Wet- en regelgeving is voor een dergelijke oplossing niet nodig. Precedentwerking hoeft niet te worden gevreesd, hoe goed het ook zou zijn dat ook andere slachtoffers van misdrijven meer werden bijgestaan door de staat. De gebeurtenissen van 1982 zijn dermate bijzonder dat die een eigen oplossing verdienen.
Belangrijk in dit verband is dat een beschaafde staat altijd meer is dan welke staatsdienaren ook. Die staatsdienaren komen en gaan, de republiek Suriname blijft bestaan. En kan dus ook hier iets goeds doen. Een sobere plechtigheid kan het geheel bezegelen. Desgewenst kunnen direct betrokkenen zich laten vertegenwoordigen. Daarmee kan een einde komen aan de openstaande rekening of eigenlijk aan de open wonden van 1982, in de wetenschap dat geen enkele oplossing een echte oplossing is.

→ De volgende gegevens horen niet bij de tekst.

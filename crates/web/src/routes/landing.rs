//! Landing page route handler.

use askama::Template;
use askama_web::WebTemplate;
use axum::{
    extract::{Query, State},
    response::IntoResponse,
};
use serde::Deserialize;
use tracing::instrument;

use klyp_core::LeadSubmission;
use klyp_core::sections::LandingPage;

use crate::filters;
use crate::state::AppState;

/// Anchor of the founders-list section.
pub const FOUNDING_ANCHOR: &str = "founding";

/// Shown above the form after a successful sign-up.
pub const JOINED_MESSAGE: &str = "Thanks! We'll be in touch soon.";

/// Query parameters for the landing page.
#[derive(Debug, Default, Deserialize)]
pub struct LandingQuery {
    /// Set by the post/redirect/get after a successful sign-up.
    #[serde(default)]
    pub joined: Option<String>,
}

impl LandingQuery {
    fn joined(&self) -> bool {
        self.joined.as_deref().is_some_and(|v| v == "1")
    }
}

/// Landing page template.
#[derive(Template, WebTemplate)]
#[template(path = "landing.html")]
pub struct LandingTemplate {
    pub page: LandingPage,
    /// Values to put back into the form after a rejected submission.
    pub form: LeadSubmission,
    pub error: Option<String>,
    pub success: Option<&'static str>,
}

impl LandingTemplate {
    /// Build the page from fresh content.
    ///
    /// A failed refresh renders from the last snapshot, which falls back to
    /// the default copy for anything missing.
    pub async fn load(state: &AppState) -> Self {
        let content = match state.content().refresh().await {
            Ok(content) => content,
            Err(e) => {
                tracing::warn!(error = %e, "Failed to refresh site content");
                state.content().snapshot()
            }
        };

        Self {
            page: LandingPage::from_content(&content),
            form: LeadSubmission::default(),
            error: None,
            success: None,
        }
    }
}

/// Display the landing page.
#[instrument(skip(state))]
pub async fn show(State(state): State<AppState>, Query(query): Query<LandingQuery>) -> impl IntoResponse {
    let mut template = LandingTemplate::load(&state).await;
    if query.joined() {
        template.success = Some(JOINED_MESSAGE);
    }
    template
}

#[cfg(test)]
mod tests {
    use super::*;

    #[test]
    fn test_joined_flag() {
        assert!(!LandingQuery::default().joined());
        assert!(
            LandingQuery {
                joined: Some("1".to_owned())
            }
            .joined()
        );
        assert!(
            !LandingQuery {
                joined: Some("yes".to_owned())
            }
            .joined()
        );
    }
}
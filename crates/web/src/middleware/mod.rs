//! HTTP middleware stack.
//!
//! # Middleware Order (bottom to top in Router)
//!
//! 1. Sentry layer (capture errors)
//! 2. `TraceLayer` (request tracing)
//! 3. Request ID (add unique ID to each request)
//! 4. Session layer (tower-sessions with `PostgreSQL` store)
//! 5. Security headers (CSP, frame and referrer policy)
//! 6. Rate limiting on lead capture and login (governor)
//! 7. CORS on the JSON brokers

pub mod auth;
pub mod rate_limit;
pub mod request_id;
pub mod security_headers;
pub mod session;

pub use auth::{
    OptionalAdminAuth, RequireAdminAuth, clear_current_admin, set_current_admin, set_flash,
    take_flash,
};
pub use rate_limit::{form_rate_limiter, login_rate_limiter};
pub use request_id::request_id_middleware;
pub use security_headers::security_headers_middleware;
pub use session::{create_session_layer, session_layer};
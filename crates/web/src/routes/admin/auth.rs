//! Console login and logout.

use askama::Template;
use askama_web::WebTemplate;
use axum::{
    Form,
    extract::State,
    http::StatusCode,
    response::{IntoResponse, Redirect, Response},
};
use serde::{Deserialize, Serialize};
use tower_sessions::Session;
use tracing::instrument;

use crate::error::{clear_sentry_user, set_sentry_user};
use crate::filters;
use crate::middleware::auth::LOGIN_PATH;
use crate::middleware::{
    OptionalAdminAuth, clear_current_admin, set_current_admin, set_flash, take_flash,
};
use crate::models::{CurrentAdmin, Flash};
use crate::routes::api::Data;
use crate::services::AuthError;
use crate::state::AppState;

/// Where a successful login lands.
const CONSOLE_PATH: &str = "/admin";

const LOGIN_FAILED_MESSAGE: &str = "Login failed. Please try again.";

/// Login form data.
#[derive(Debug, Deserialize)]
pub struct LoginForm {
    #[serde(default)]
    pub email: String,
    #[serde(default)]
    pub password: String,
}

/// Login page template.
#[derive(Template, WebTemplate)]
#[template(path = "admin/login.html")]
pub struct LoginTemplate {
    pub error: Option<String>,
    pub notice: Option<Flash>,
    pub email: String,
}

impl LoginTemplate {
    fn failed(message: String, email: String) -> Self {
        Self {
            error: Some(message),
            notice: None,
            email,
        }
    }
}

/// Display the login page, or go straight to the console when signed in.
pub async fn login_page(
    OptionalAdminAuth(admin): OptionalAdminAuth,
    session: Session,
) -> Response {
    if admin.is_some() {
        return Redirect::to(CONSOLE_PATH).into_response();
    }
    LoginTemplate {
        error: None,
        notice: take_flash(&session).await,
        email: String::new(),
    }
    .into_response()
}

/// Handle login form submission.
#[instrument(skip(state, session, form))]
pub async fn login(
    State(state): State<AppState>,
    session: Session,
    Form(form): Form<LoginForm>,
) -> Response {
    let result = state.credentials().verify(&form.email, &form.password).await;
    let user = match result {
        Ok(user) => user,
        Err(AuthError::InvalidCredentials) => {
            tracing::warn!("Console login failed");
            let page =
                LoginTemplate::failed(AuthError::InvalidCredentials.to_string(), form.email);
            return (StatusCode::UNAUTHORIZED, page).into_response();
        }
        Err(e) => {
            tracing::error!(error = %e, "Console login error");
            let page = LoginTemplate::failed(LOGIN_FAILED_MESSAGE.to_owned(), form.email);
            return (StatusCode::INTERNAL_SERVER_ERROR, page).into_response();
        }
    };

    let admin = CurrentAdmin::from(&user);
    if let Err(e) = set_current_admin(&session, &admin).await {
        tracing::error!(error = %e, "Failed to set session");
        let page = LoginTemplate::failed(LOGIN_FAILED_MESSAGE.to_owned(), form.email);
        return (StatusCode::INTERNAL_SERVER_ERROR, page).into_response();
    }

    set_sentry_user(admin.id.as_i32(), Some(admin.email.as_str()));
    tracing::info!(admin_user_id = %admin.id, "Console login");
    Redirect::to(CONSOLE_PATH).into_response()
}

/// Handle logout.
#[instrument(skip(session))]
pub async fn logout(session: Session) -> Redirect {
    if let Err(e) = clear_current_admin(&session).await {
        tracing::error!(error = %e, "Failed to clear session");
    }
    clear_sentry_user();
    set_flash(&session, Flash::success("You have been logged out successfully")).await;
    Redirect::to(LOGIN_PATH)
}

/// Session status, as reported by `GET /admin/session`.
#[derive(Debug, Serialize)]
pub struct SessionStatus {
    pub authenticated: bool,
    #[serde(skip_serializing_if = "Option::is_none")]
    pub email: Option<String>,
}

/// Report whether the caller is signed in.
pub async fn session_status(OptionalAdminAuth(admin): OptionalAdminAuth) -> impl IntoResponse {
    let status = SessionStatus {
        authenticated: admin.is_some(),
        email: admin.map(|a| a.email.into_inner()),
    };
    Data(status)
}
//! Email address type.

use core::fmt;

use serde::{Deserialize, Serialize};

/// Errors that can occur when parsing an [`Email`].
#[derive(thiserror::Error, Debug, Clone, PartialEq, Eq)]
pub enum EmailError {
    /// The input string is empty.
    #[error("email cannot be empty")]
    Empty,
    /// The input string is too long.
    #[error("email must be at most {max} characters")]
    TooLong {
        /// Maximum allowed length.
        max: usize,
    },
    /// The input contains whitespace.
    #[error("email cannot contain whitespace")]
    ContainsWhitespace,
    /// The input does not contain an @ symbol.
    #[error("email must contain an @ symbol")]
    MissingAtSymbol,
    /// The input contains more than one @ symbol.
    #[error("email must contain exactly one @ symbol")]
    MultipleAtSymbols,
    /// The local part (before @) is empty.
    #[error("email local part cannot be empty")]
    EmptyLocalPart,
    /// The domain part (after @) is empty.
    #[error("email domain cannot be empty")]
    EmptyDomain,
    /// The domain has no dot separating a name from a suffix.
    #[error("email domain must contain a dot")]
    MissingDomainDot,
}

/// An email address.
///
/// Validation matches the shape check used by the founders-list form:
/// something, an @, something, a dot, something, with no whitespace and no
/// second @ anywhere.
///
/// ## Constraints
///
/// - Length: 1-254 characters (RFC 5321 limit)
/// - No whitespace
/// - Exactly one @ symbol
/// - Local part (before @) must not be empty
/// - Domain part (after @) must contain a dot that is neither its first nor
///   its last character
///
/// ## Examples
///
/// ```
/// use klyp_core::Email;
///
/// // Valid emails
/// assert!(Email::parse("user@example.com").is_ok());
/// assert!(Email::parse("user.name+tag@domain.co.uk").is_ok());
///
/// // Invalid emails
/// assert!(Email::parse("").is_err());             // empty
/// assert!(Email::parse("not-an-email").is_err()); // missing @
/// assert!(Email::parse("@domain.com").is_err());  // empty local part
/// assert!(Email::parse("user@localhost").is_err()); // no dot in domain
/// ```
#[derive(Debug, Clone, Serialize, Deserialize, PartialEq, Eq, Hash)]
#[serde(transparent)]
pub struct Email(String);

impl Email {
    /// Maximum length of an email address (RFC 5321).
    pub const MAX_LENGTH: usize = 254;

    /// Parse an `Email` from a string.
    ///
    /// The input is not trimmed; surrounding whitespace is rejected like any
    /// other whitespace.
    ///
    /// # Errors
    ///
    /// Returns an error if the input:
    /// - Is empty
    /// - Is longer than 254 characters
    /// - Contains whitespace
    /// - Does not contain exactly one @ symbol
    /// - Has an empty local part or a domain without an inner dot
    pub fn parse(s: &str) -> Result<Self, EmailError> {
        if s.is_empty() {
            return Err(EmailError::Empty);
        }

        if s.len() > Self::MAX_LENGTH {
            return Err(EmailError::TooLong {
                max: Self::MAX_LENGTH,
            });
        }

        if s.chars().any(char::is_whitespace) {
            return Err(EmailError::ContainsWhitespace);
        }

        let (local, domain) = s.split_once('@').ok_or(EmailError::MissingAtSymbol)?;

        if domain.contains('@') {
            return Err(EmailError::MultipleAtSymbols);
        }

        if local.is_empty() {
            return Err(EmailError::EmptyLocalPart);
        }

        if domain.is_empty() {
            return Err(EmailError::EmptyDomain);
        }

        let has_inner_dot = domain
            .char_indices()
            .any(|(i, c)| c == '.' && i > 0 && i + 1 < domain.len());
        if !has_inner_dot {
            return Err(EmailError::MissingDomainDot);
        }

        Ok(Self(s.to_owned()))
    }

    /// Returns the email address as a string slice.
    #[must_use]
    pub fn as_str(&self) -> &str {
        &self.0
    }

    /// Consumes the `Email` and returns its inner string.
    #[must_use]
    pub fn into_inner(self) -> String {
        self.0
    }

    /// Returns the local part of the email (before the @).
    #[must_use]
    pub fn local_part(&self) -> &str {
        self.0.split('@').next().unwrap_or("")
    }

    /// Returns the domain part of the email (after the @).
    #[must_use]
    pub fn domain(&self) -> &str {
        self.0.split('@').nth(1).unwrap_or("")
    }
}

impl fmt::Display for Email {
    fn fmt(&self, f: &mut fmt::Formatter<'_>) -> fmt::Result {
        write!(f, "{}", self.0)
    }
}

impl std::str::FromStr for Email {
    type Err = EmailError;

    fn from_str(s: &str) -> Result<Self, Self::Err> {
        Self::parse(s)
    }
}

impl AsRef<str> for Email {
    fn as_ref(&self) -> &str {
        &self.0
    }
}

// SQLx support (with postgres feature)
#[cfg(feature = "postgres")]
impl sqlx::Type<sqlx::Postgres> for Email {
    fn type_info() -> sqlx::postgres::PgTypeInfo {
        // TEXT or CITEXT - both work
        <String as sqlx::Type<sqlx::Postgres>>::type_info()
    }

    fn compatible(ty: &sqlx::postgres::PgTypeInfo) -> bool {
        <String as sqlx::Type<sqlx::Postgres>>::compatible(ty)
    }
}

#[cfg(feature = "postgres")]
impl<'r> sqlx::Decode<'r, sqlx::Postgres> for Email {
    fn decode(value: sqlx::postgres::PgValueRef<'r>) -> Result<Self, sqlx::error::BoxDynError> {
        let s = <String as sqlx::Decode<sqlx::Postgres>>::decode(value)?;
        // Database values are assumed valid
        Ok(Self(s))
    }
}

#[cfg(feature = "postgres")]
impl sqlx::Encode<'_, sqlx::Postgres> for Email {
    fn encode_by_ref(
        &self,
        buf: &mut sqlx::postgres::PgArgumentBuffer,
    ) -> Result<sqlx::encode::IsNull, sqlx::error::BoxDynError> {
        <String as sqlx::Encode<sqlx::Postgres>>::encode_by_ref(&self.0, buf)
    }
}

#[cfg(test)]
#[allow(clippy::unwrap_used)]
mod tests {
    use super::*;

    #[test]
    fn test_parse_valid_emails() {
        assert!(Email::parse("user@example.com").is_ok());
        assert!(Email::parse("user.name@example.com").is_ok());
        assert!(Email::parse("user+tag@example.com").is_ok());
        assert!(Email::parse("user@subdomain.example.com").is_ok());
        assert!(Email::parse("a@b.c").is_ok());
        assert!(Email::parse("ping@klyp.travel").is_ok());
    }

    #[test]
    fn test_parse_empty() {
        assert_eq!(Email::parse(""), Err(EmailError::Empty));
    }

    #[test]
    fn test_parse_too_long() {
        let long = format!("{}@example.com", "a".repeat(250));
        assert!(matches!(
            Email::parse(&long),
            Err(EmailError::TooLong { .. })
        ));
    }

    #[test]
    fn test_parse_not_an_email() {
        assert_eq!(
            Email::parse("not-an-email"),
            Err(EmailError::MissingAtSymbol)
        );
    }

    #[test]
    fn test_parse_whitespace() {
        assert_eq!(
            Email::parse("user name@example.com"),
            Err(EmailError::ContainsWhitespace)
        );
        assert_eq!(
            Email::parse(" user@example.com"),
            Err(EmailError::ContainsWhitespace)
        );
    }

    #[test]
    fn test_parse_multiple_at() {
        assert_eq!(
            Email::parse("a@b@example.com"),
            Err(EmailError::MultipleAtSymbols)
        );
    }

    #[test]
    fn test_parse_empty_parts() {
        assert_eq!(Email::parse("@domain.com"), Err(EmailError::EmptyLocalPart));
        assert_eq!(Email::parse("user@"), Err(EmailError::EmptyDomain));
    }

    #[test]
    fn test_parse_domain_dot_position() {
        assert_eq!(
            Email::parse("user@localhost"),
            Err(EmailError::MissingDomainDot)
        );
        assert_eq!(Email::parse("user@.com"), Err(EmailError::MissingDomainDot));
        assert_eq!(
            Email::parse("user@example."),
            Err(EmailError::MissingDomainDot)
        );
        // A later dot still satisfies the shape check.
        assert!(Email::parse("user@.example.com").is_ok());
    }

    #[test]
    fn test_parts() {
        let email = Email::parse("user@example.com").unwrap();
        assert_eq!(email.local_part(), "user");
        assert_eq!(email.domain(), "example.com");
        assert_eq!(format!("{email}"), "user@example.com");
    }

    #[test]
    fn test_from_str() {
        let email: Email = "user@example.com".parse().unwrap();
        assert_eq!(email.as_str(), "user@example.com");
    }
}
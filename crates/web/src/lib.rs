//! KLYP Workbench landing site library.
//!
//! This crate provides the site as a library, so the router can be tested
//! with in-memory repositories and the CLI can reuse the account and content
//! services.

#![cfg_attr(not(test), forbid(unsafe_code))]

pub mod config;
pub mod content;
pub mod db;
pub mod error;
pub mod filters;
pub mod middleware;
pub mod models;
pub mod routes;
pub mod services;
pub mod state;

use axum::{Router, middleware::from_fn};
use tower_http::services::ServeDir;
use tower_http::trace::{DefaultOnResponse, OnResponse, TraceLayer};
use tower_sessions::{SessionManagerLayer, SessionStore};
use tracing::Span;

use crate::middleware::{request_id_middleware, security_headers_middleware};
use crate::state::AppState;

/// Directory the site's CSS, JS, and brand assets are served from.
pub const STATIC_DIR: &str = "crates/web/static";

/// Build the full application router.
///
/// Sentry layers are added by the binary, outside this router.
pub fn app<S>(state: AppState, sessions: SessionManagerLayer<S>) -> Router
where
    S: SessionStore + Clone,
{
    let media = ServeDir::new(state.storage().media_dir());

    Router::new()
        .merge(routes::routes(&state))
        .nest_service("/static", ServeDir::new(STATIC_DIR))
        .nest_service("/media", media)
        .layer(from_fn(security_headers_middleware))
        .layer(sessions)
        .layer(from_fn(request_id_middleware))
        .layer(
            TraceLayer::new_for_http()
                .make_span_with(|request: &axum::http::Request<_>| {
                    tracing::info_span!(
                        "http_request",
                        method = %request.method(),
                        uri = %request.uri().path(),
                        status = tracing::field::Empty,
                        latency_ms = tracing::field::Empty,
                    )
                })
                .on_response(
                    |response: &axum::http::Response<_>,
                     latency: std::time::Duration,
                     span: &Span| {
                        span.record("status", response.status().as_u16());
                        span.record(
                            "latency_ms",
                            u64::try_from(latency.as_millis()).unwrap_or(u64::MAX),
                        );
                        DefaultOnResponse::default().on_response(response, latency, span);
                    },
                ),
        )
        .with_state(state)
}
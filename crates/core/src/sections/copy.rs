//! Landing page section schemas and their fallback copy.
//!
//! Each struct's `Default` is the text the page shows when the matching
//! content document is missing or leaves a key out.

use serde::{Deserialize, Serialize};

use super::SectionSchema;
use crate::palette::BRANDING_SECTION;

/// Section holding the demo video.
pub const DEMO_SECTION: &str = "demo";

/// A card with a heading and one line of supporting text.
#[derive(Debug, Clone, Default, PartialEq, Eq, Serialize, Deserialize)]
#[serde(default)]
pub struct TitledItem {
    pub title: String,
    pub description: String,
}

impl TitledItem {
    fn new(title: &str, description: &str) -> Self {
        Self {
            title: title.to_owned(),
            description: description.to_owned(),
        }
    }
}

fn strings(items: &[&str]) -> Vec<String> {
    items.iter().map(|&s| s.to_owned()).collect()
}

#[derive(Debug, Clone, PartialEq, Eq, Serialize, Deserialize)]
#[serde(default, rename_all = "camelCase")]
pub struct HeroContent {
    pub logo_url: String,
    pub logo_alt: String,
    pub badge_text: String,
    pub headline1: String,
    pub headline2: String,
    pub subheadline: String,
    pub cta_text: String,
    pub support_text: String,
}

impl Default for HeroContent {
    fn default() -> Self {
        Self {
            logo_url: "/static/brand/logo.svg".to_owned(),
            logo_alt: "KLYP Logo".to_owned(),
            badge_text: "Built for visionary travel agencies, TMCs, and tour creators".to_owned(),
            headline1: "KLYP Workbench".to_owned(),
            headline2: "The Future of Travel".to_owned(),
            subheadline: "Digitalize the chaos of servicing, and plug into a GenAI\u{2011}native \
                          universal ERP\u{2014}without writing a line of code."
                .to_owned(),
            cta_text: "Get Started Now".to_owned(),
            support_text: "Early Access: Starting from just $99/month".to_owned(),
        }
    }
}

impl SectionSchema for HeroContent {
    const SECTION: &'static str = "hero";
}

/// "Why travel needs a new OS".
#[derive(Debug, Clone, PartialEq, Eq, Serialize, Deserialize)]
#[serde(default, rename_all = "camelCase")]
pub struct ProblemContent {
    pub title: String,
    pub intro: String,
    pub problems: Vec<String>,
}

impl Default for ProblemContent {
    fn default() -> Self {
        Self {
            title: "Why Travel Needs a New OS".to_owned(),
            intro: "The travel industry is drowning in outdated systems and manual processes"
                .to_owned(),
            problems: strings(&[
                "60% of travel ERPs still require costly manual customizations",
                "Servicing (refunds, ancillaries, reissues) is fragmented and chaotic",
                "Airlines offer millions in incentives\u{2014}most go unclaimed",
                "Startups waste 90% of dev time on integrating basic GDS and payment plumbing",
            ]),
        }
    }
}

impl SectionSchema for ProblemContent {
    const SECTION: &'static str = "problem";
}

/// "What we're building".
#[derive(Debug, Clone, PartialEq, Eq, Serialize, Deserialize)]
#[serde(default, rename_all = "camelCase")]
pub struct FeaturesContent {
    pub title: String,
    pub intro: String,
    pub features: Vec<TitledItem>,
}

impl Default for FeaturesContent {
    fn default() -> Self {
        Self {
            title: "What We're Building".to_owned(),
            intro: "A domain\u{2011}specific AI model that composes travel\u{2011}ops workflows \
                    using plain\u{2011}English rules\u{2014}not code."
                .to_owned(),
            features: vec![
                TitledItem::new(
                    "Universal Travel ERP Cloud",
                    "DevOps\u{2011}native, version\u{2011}controlled",
                ),
                TitledItem::new("SLM Workflow Composer", "refunds, servicing, PLB triggers"),
                TitledItem::new("Incentive & Contract Engine", "auto\u{2011}track PLBs, bonuses"),
                TitledItem::new(
                    "Composable Microservices",
                    "flights, ancillaries, GDS, payments, invoicing",
                ),
            ],
        }
    }
}

impl SectionSchema for FeaturesContent {
    const SECTION: &'static str = "features";
}

#[derive(Debug, Clone, PartialEq, Eq, Serialize, Deserialize)]
#[serde(default, rename_all = "camelCase")]
pub struct DemoContent {
    pub title: String,
    pub video_title: String,
    pub video_description: String,
    pub video_duration: String,
    pub video_quality: String,
    /// Public URL of an uploaded video; empty shows the placeholder.
    pub video_url: String,
    pub video_type: String,
}

impl Default for DemoContent {
    fn default() -> Self {
        Self {
            title: "See It in Action".to_owned(),
            video_title: "Demo Video Coming Soon".to_owned(),
            video_description: "Watch how KLYP Workbench revolutionizes travel operations"
                .to_owned(),
            video_duration: "0:00 / 2:30".to_owned(),
            video_quality: "HD Quality".to_owned(),
            video_url: String::new(),
            video_type: String::new(),
        }
    }
}

impl DemoContent {
    /// Key holding the uploaded video's public URL.
    pub const VIDEO_URL_KEY: &'static str = "videoUrl";
    /// Key recording how the video got there.
    pub const VIDEO_TYPE_KEY: &'static str = "videoType";
    /// `videoType` of a video uploaded through the console.
    pub const VIDEO_TYPE_UPLOAD: &'static str = "upload";

    #[must_use]
    pub fn has_video(&self) -> bool {
        !self.video_url.trim().is_empty()
    }
}

impl SectionSchema for DemoContent {
    const SECTION: &'static str = DEMO_SECTION;
}

#[derive(Debug, Clone, PartialEq, Eq, Serialize, Deserialize)]
#[serde(default, rename_all = "camelCase")]
pub struct PricingContent {
    pub title: String,
    pub price: String,
    pub ribbon: String,
    pub benefits: Vec<String>,
    pub cta_text: String,
    pub note: String,
}

impl Default for PricingContent {
    fn default() -> Self {
        Self {
            title: "Early Access Pricing \u{2013} Limited Time".to_owned(),
            price: "Starting from just $99/month".to_owned(),
            ribbon: "First 100 signups get founder benefits".to_owned(),
            benefits: strings(&[
                "No setup fees",
                "Locked lifetime pricing\u{2014}save up to 70% vs public launch",
                "Full feature access during beta",
                "Priority onboarding & white\u{2011}glove support",
            ]),
            cta_text: "Join Now".to_owned(),
            note: "Limited to first 100 signups only".to_owned(),
        }
    }
}

impl SectionSchema for PricingContent {
    const SECTION: &'static str = "pricing";
}

#[derive(Debug, Clone, PartialEq, Eq, Serialize, Deserialize)]
#[serde(default, rename_all = "camelCase")]
pub struct AudienceContent {
    pub title: String,
    pub subtitle: String,
    pub items: Vec<TitledItem>,
}

impl Default for AudienceContent {
    fn default() -> Self {
        Self {
            title: "Who It's For".to_owned(),
            subtitle: "Built for forward\u{2011}thinking travel professionals ready to automate \
                       their operations"
                .to_owned(),
            items: vec![
                TitledItem::new("Agencies & OTAs", "tired of duct\u{2011}taped back offices"),
                TitledItem::new(
                    "Freelancer advisors",
                    "who want a pro\u{2011}grade tool without enterprise bloat",
                ),
                TitledItem::new(
                    "TMCs & B2B consolidators",
                    "looking to automate contract management & GDS plumbing",
                ),
                TitledItem::new("Tech\u{2011}led startups", "building custom travel stacks"),
            ],
        }
    }
}

impl SectionSchema for AudienceContent {
    const SECTION: &'static str = "audience";
}

/// The founding-user call to action and the sign-up form copy.
#[derive(Debug, Clone, PartialEq, Eq, Serialize, Deserialize)]
#[serde(default, rename_all = "camelCase")]
pub struct FoundingContent {
    pub title: String,
    pub text: String,
    pub card_title: String,
    pub form_prompt: String,
    pub cta_text: String,
    pub highlights: Vec<String>,
    pub signup_title: String,
    pub signup_intro: String,
}

impl Default for FoundingContent {
    fn default() -> Self {
        Self {
            title: "Be a Founding User".to_owned(),
            text: "We're onboarding a select group of early partners before launch. Get early \
                   access, shape the roadmap, and automate your travel operations from Day 1."
                .to_owned(),
            card_title: "Join the List".to_owned(),
            form_prompt: "Fill in a few quick questions\u{2014}we'll personalize your onboarding."
                .to_owned(),
            cta_text: "Join Now".to_owned(),
            highlights: strings(&[
                "No setup required",
                "White\u{2011}glove onboarding",
                "Join 50+ founding partners",
            ]),
            signup_title: "Join the Founders List".to_owned(),
            signup_intro: "Fill in your details below and we'll personalize your onboarding \
                           experience."
                .to_owned(),
        }
    }
}

impl SectionSchema for FoundingContent {
    const SECTION: &'static str = "founding";
}

#[derive(Debug, Clone, PartialEq, Eq, Serialize, Deserialize)]
#[serde(default, rename_all = "camelCase")]
pub struct FooterContent {
    pub logo_url: String,
    pub logo_alt: String,
    pub contact_email: String,
    pub copyright: String,
}

impl Default for FooterContent {
    fn default() -> Self {
        Self {
            logo_url: "/static/brand/logo.svg".to_owned(),
            logo_alt: "KLYP Logo".to_owned(),
            contact_email: "ping@klyp.travel".to_owned(),
            copyright: "\u{a9} 2024 KLYP. All rights reserved.".to_owned(),
        }
    }
}

impl SectionSchema for FooterContent {
    const SECTION: &'static str = "footer";
}

/// Brand colors; see [`crate::palette`] for how they are applied.
#[derive(Debug, Clone, Default, PartialEq, Eq, Serialize, Deserialize)]
#[serde(default, rename_all = "camelCase")]
pub struct BrandingContent {
    pub primary_color: String,
    pub secondary_color: String,
}

impl SectionSchema for BrandingContent {
    const SECTION: &'static str = BRANDING_SECTION;
}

Toch is aansprakelijkheid van de staat de minst slechte van alle oplossingen. Ook mogelijke verdachten kunnen er mee leven. Want de noodzaak van strafvervolging inzake de doden van 1982 vervalt, nog afgezien van de geringe kans van slagen er van. Strafrechtspleging is immers altijd en uitsluitend uiterst middel, door de staat alleen in de zetten als alle andere pogingen om het probleem op te lossen hebben gefaald. Als diezelfde staat zelfs zeer ernstige zaken anders en beter kan oplossen, dan moet worden besloten om strafvervolging te staken. (Dit is wettelijk vastgelegd in het opportuniteitsbeginsel: geen strafvervolging als er geen duidelijk doel is, bijvoorbeeld als het ook anders kan.)
Zo kan het Openbaar Ministerie rechtmatig én doelmatig besluiten het strafdossier van 1982 dicht te doen. Als dit slaagt, kan de amnestiewet verder met rust worden gelaten. Er hoeft immers geen beroep meer op te worden gedaan.
Met deze oplossing moet niet te lang mee worden gewacht. Nader onderzoek en/of juristerij is niet nodig. Een verklaring kan in goed overleg worden opgesteld, desgewenst voorbereid door een derde partij. De plechtigheid hoeft niet langdurig te worden voorbereid. Laat het gebeuren. Laat een einde komen niet alleen aan het geschonden rechtsgevoel, maar ook aan deze verdeeldheid van het land. “Spring over uw schaduwen heen en zij zullen verdwijnen.”
Ook het (bemoeizuchtig?) buitenland, waaronder in ieder geval Nederland, zal een dergelijke oplossing moeten aanvaarden. Vruchtbare samenwerking kan worden hervat, binnen én buiten het prachtige Suriname. Laat ons opstaan uit de stilstand van verbittering en wrok, naar een leefbaarder toekomst, voor ons allemaal.